As renovations continued over the years, Congress redesignated the caverns at Carlsbad Caverns National Park in May 1930. By January 1932, the park’s 750-foot elevator was operating after about a year of construction. Two more elevators were added in the mid-1950s.
In December 1955, the caverns were declared a World Heritage Site by the United Nations Educational, Scientific, and Cultural Organization.
A Look Into The Caves
While the national park counts 119 different caves, only three are open to the public for tours: the famous Carlsbad Cavern, Slaughter Canyon Cave, and Spider Cave. However, Slaughter Canyon and Spider Cave are only available to explore with a guide. While Lechuguilla Cave is world-renowned, it is open only to researchers.
Unlike most caves, Carlsbad Caverns did not form simply via rainwater slowly dissolving limestone and eventually carving out cave systems. These caverns came to be about four to six million years ago when hydrogen-sulfide-rich waters began to migrate through fractures and faults in the Capitan limestone, according to the National Park Service. As this unique water mixed with rainwater and oxygen, it formed sulfuric acid that dissolved the limestone and formed the caverns (leaving behind huge gypsum deposits, clay, and silt).

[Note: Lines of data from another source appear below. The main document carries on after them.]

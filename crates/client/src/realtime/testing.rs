//! In-memory transport for unit tests

use std::collections::VecDeque;
use std::sync::atomic::{AtomicU32, Ordering};
use std::sync::{Arc, Mutex};

use async_trait::async_trait;
use tokio::sync::mpsc;
use url::Url;

use super::transport::{Link, LinkPeer, Transport, TransportKind};
use crate::error::TransportError;

/// What the next `open` call does
#[derive(Debug, Clone, Copy)]
pub(crate) enum Step {
    Accept,
    Fail,
    /// Never completes; exercises the handshake timeout
    Hang,
}

/// Plays back a fixed script of handshake outcomes, then fails forever
pub(crate) struct ScriptedTransport {
    kind: TransportKind,
    script: Mutex<VecDeque<Step>>,
    peers: mpsc::UnboundedSender<LinkPeer>,
    opens: AtomicU32,
}

impl ScriptedTransport {
    pub(crate) fn new(
        kind: TransportKind,
        steps: impl IntoIterator<Item = Step>,
    ) -> (Arc<Self>, mpsc::UnboundedReceiver<LinkPeer>) {
        let (peers, peer_rx) = mpsc::unbounded_channel();
        let transport = Arc::new(Self {
            kind,
            script: Mutex::new(steps.into_iter().collect()),
            peers,
            opens: AtomicU32::new(0),
        });
        (transport, peer_rx)
    }

    pub(crate) fn shared(self: &Arc<Self>) -> Arc<dyn Transport> {
        Arc::clone(self) as Arc<dyn Transport>
    }

    pub(crate) fn opens(&self) -> u32 {
        self.opens.load(Ordering::SeqCst)
    }
}

#[async_trait]
impl Transport for ScriptedTransport {
    fn kind(&self) -> TransportKind {
        self.kind
    }

    async fn open(&self, _endpoint: &Url, _token: Option<&str>) -> Result<Link, TransportError> {
        self.opens.fetch_add(1, Ordering::SeqCst);
        let step = self
            .script
            .lock()
            .map(|mut script| script.pop_front())
            .unwrap_or(None)
            .unwrap_or(Step::Fail);

        match step {
            Step::Accept => {
                let (link, peer) = Link::pair(self.kind);
                let _ = self.peers.send(peer);
                Ok(link)
            }
            Step::Fail => Err(TransportError::Handshake {
                kind: self.kind,
                message: "connection refused".into(),
            }),
            Step::Hang => {
                futures::future::pending::<()>().await;
                Err(TransportError::Closed)
            }
        }
    }
}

Over time, deeper cave passages formed as the active level dropped, forming great cave formations that look much like they do today. Some of the most popular caves are Carlsbad Cavern and Lechuguilla Cave, which is more than 140 miles long. Lechugilla Cave is not open to the public due to its delicate formations; only permitted scientific expeditions are allowed. People continue to explore the caverns, pushing new routes and discovering their unique characteristics, such as speleothems, fungi, and the depths of the caves.

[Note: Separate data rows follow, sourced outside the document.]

//! In-memory ticket store for unit tests

#![allow(clippy::unwrap_used)]

use std::sync::atomic::{AtomicU32, Ordering};
use std::sync::{Arc, Mutex};

use async_trait::async_trait;
use pharmadesk_shared::{
    Message, OrderId, ParticipantId, Role, Sender, Ticket, TicketId, TicketStatus,
};
use time::OffsetDateTime;
use tokio::sync::Notify;

use super::api::{MessageDraft, TicketApi};
use crate::error::{TicketError, TicketResult};

#[derive(Default)]
struct Calls {
    list: AtomicU32,
    create: AtomicU32,
    reply: AtomicU32,
    close: AtomicU32,
}

pub(crate) struct MemoryTicketApi {
    caller: ParticipantId,
    tickets: Mutex<Vec<Ticket>>,
    next_id: AtomicU32,
    calls: Calls,
    fail_next: Mutex<Option<TicketError>>,
    create_gate: Mutex<Option<Arc<Notify>>>,
    create_pending: Notify,
}

impl MemoryTicketApi {
    pub(crate) fn new() -> Self {
        Self {
            caller: ParticipantId::from("cust-1"),
            tickets: Mutex::new(Vec::new()),
            next_id: AtomicU32::new(1),
            calls: Calls::default(),
            fail_next: Mutex::new(None),
            create_gate: Mutex::new(None),
            create_pending: Notify::new(),
        }
    }

    fn next_ticket_id(&self) -> TicketId {
        TicketId::new(format!("t-{}", self.next_id.fetch_add(1, Ordering::SeqCst)))
    }

    pub(crate) fn seed(
        &self,
        participant: &str,
        order_id: Option<&str>,
        status: TicketStatus,
        updated_at: OffsetDateTime,
    ) -> TicketId {
        let id = self.next_ticket_id();
        self.tickets.lock().unwrap().push(Ticket {
            id: id.clone(),
            participant_id: ParticipantId::from(participant),
            order_id: order_id.map(OrderId::from),
            status,
            conversation: Vec::new(),
            updated_at,
        });
        id
    }

    pub(crate) fn tickets(&self) -> Vec<Ticket> {
        self.tickets.lock().unwrap().clone()
    }

    pub(crate) fn ticket(&self, id: &TicketId) -> Option<Ticket> {
        self.tickets().into_iter().find(|t| &t.id == id)
    }

    pub(crate) fn network_calls(&self) -> u32 {
        self.calls.list.load(Ordering::SeqCst)
            + self.calls.create.load(Ordering::SeqCst)
            + self.calls.reply.load(Ordering::SeqCst)
            + self.calls.close.load(Ordering::SeqCst)
    }

    pub(crate) fn close_calls(&self) -> u32 {
        self.calls.close.load(Ordering::SeqCst)
    }

    /// The next write fails with `error`
    pub(crate) fn fail_next_write(&self, error: TicketError) {
        *self.fail_next.lock().unwrap() = Some(error);
    }

    /// Park the next `create_ticket` until the returned gate is notified
    pub(crate) fn hold_creates(&self) -> Arc<Notify> {
        let gate = Arc::new(Notify::new());
        *self.create_gate.lock().unwrap() = Some(Arc::clone(&gate));
        gate
    }

    pub(crate) async fn wait_for_pending_create(&self) {
        self.create_pending.notified().await;
    }

    fn take_failure(&self) -> TicketResult<()> {
        match self.fail_next.lock().unwrap().take() {
            Some(error) => Err(error),
            None => Ok(()),
        }
    }

    fn message(&self, draft: &MessageDraft) -> Message {
        Message {
            sender: Sender {
                id: self.caller.clone(),
                display_role: Role::Customer,
            },
            body: draft.body().to_string(),
            attachments: draft
                .attachments()
                .iter()
                .map(|a| format!("https://blobs.test/{}", a.file_name))
                .collect(),
            timestamp: OffsetDateTime::now_utc(),
        }
    }

    fn update<F>(&self, id: &TicketId, apply: F) -> TicketResult<Ticket>
    where
        F: FnOnce(&mut Ticket) -> TicketResult<()>,
    {
        let mut tickets = self.tickets.lock().unwrap();
        let ticket = tickets
            .iter_mut()
            .find(|t| &t.id == id)
            .ok_or(TicketError::NotFound)?;
        apply(ticket)?;
        ticket.updated_at = OffsetDateTime::now_utc();
        Ok(ticket.clone())
    }
}

#[async_trait]
impl TicketApi for MemoryTicketApi {
    async fn list_tickets(&self) -> TicketResult<Vec<Ticket>> {
        self.calls.list.fetch_add(1, Ordering::SeqCst);
        Ok(self.tickets())
    }

    async fn get_ticket(&self, id: &TicketId) -> TicketResult<Ticket> {
        self.ticket(id).ok_or(TicketError::NotFound)
    }

    async fn create_ticket(
        &self,
        draft: &MessageDraft,
        order_id: Option<&OrderId>,
    ) -> TicketResult<Ticket> {
        self.calls.create.fetch_add(1, Ordering::SeqCst);
        let gate = self.create_gate.lock().unwrap().take();
        if let Some(gate) = gate {
            self.create_pending.notify_one();
            gate.notified().await;
        }
        self.take_failure()?;

        let ticket = Ticket {
            id: self.next_ticket_id(),
            participant_id: self.caller.clone(),
            order_id: order_id.cloned(),
            status: TicketStatus::Open,
            conversation: vec![self.message(draft)],
            updated_at: OffsetDateTime::now_utc(),
        };
        self.tickets.lock().unwrap().push(ticket.clone());
        Ok(ticket)
    }

    async fn reply(&self, id: &TicketId, draft: &MessageDraft) -> TicketResult<Ticket> {
        self.calls.reply.fetch_add(1, Ordering::SeqCst);
        self.take_failure()?;
        let message = self.message(draft);
        self.update(id, |ticket| {
            if ticket.status.is_closed() {
                return Err(TicketError::TicketClosed);
            }
            ticket.conversation.push(message);
            Ok(())
        })
    }

    async fn close(&self, id: &TicketId) -> TicketResult<Ticket> {
        self.calls.close.fetch_add(1, Ordering::SeqCst);
        self.take_failure()?;
        self.update(id, |ticket| {
            ticket.status = TicketStatus::Closed;
            Ok(())
        })
    }
}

For quite some time, Lechuguilla Cave held no significance for the park. In the 1950s, cavers heard gusting wind on the floor of the cave, but it wasn’t until three decades later, in 1984, that cavers from Colorado gained Park Service permission to dig around to see if they could find a passageway. “The breakthrough into large walking passages occurred on May 26, 1986,” the park notes on its website. Through this process, this national park is now home to one of the longest caves in the world and the second-deepest limestone cave in the United States.
Other than its record size, Lechuguilla Cave revealed a variety of rare speleothems, which are structures formed from depositions in caves; some of these speleothems had never been seen anywhere. Other findings included an abundance of gypsum in the shapes of chandeliers, hairs, and beards; soda straws; hydromagnesite balloons; cave pearls; subaqueous helictites and rusticles; u-loops; j-loops; and lemon yellow sulfur deposits. This large amount of evidence became very exciting for scientific exploration.
While the Lechuguilla Cave is incredibly rich in speleothems compared to any other cave in the area, it does not contain a room larger than Carlsbad’s Big Room.
Other speleothems commonly found in the caverns include stalactites, draperies, ribbons, or curtains found on ceilings, while on the cave floor are totem poles, flowstone, rimstone dams, lily pads, shelves, cave pools, and stalagmites, according to the National Park Service.
Scientists believe that caverns may travel deep enough to study five different geologic formations, contain rare bacteria such as chemolithoautotrophic (rock eating), and might hold medicinal qualities that would benefit humans.
Threatening this incredible cave system are nearby lands managed by the U.S. Bureau of Land Management, where energy exploration could cause oils and gases to leak into the cave system, destroy the delicate ecosystem, and threaten people’s safety. However, the park closely oversees this in order to minimize this threat.
Visitors can explore the caverns through ranger-guided tours of Carlsbad Cavern, Slaughter Canyon Cave, and Spider Cave, while visitors with technical caving skills can participate in self-guided and ranger-guided tours to many caves with proper permits.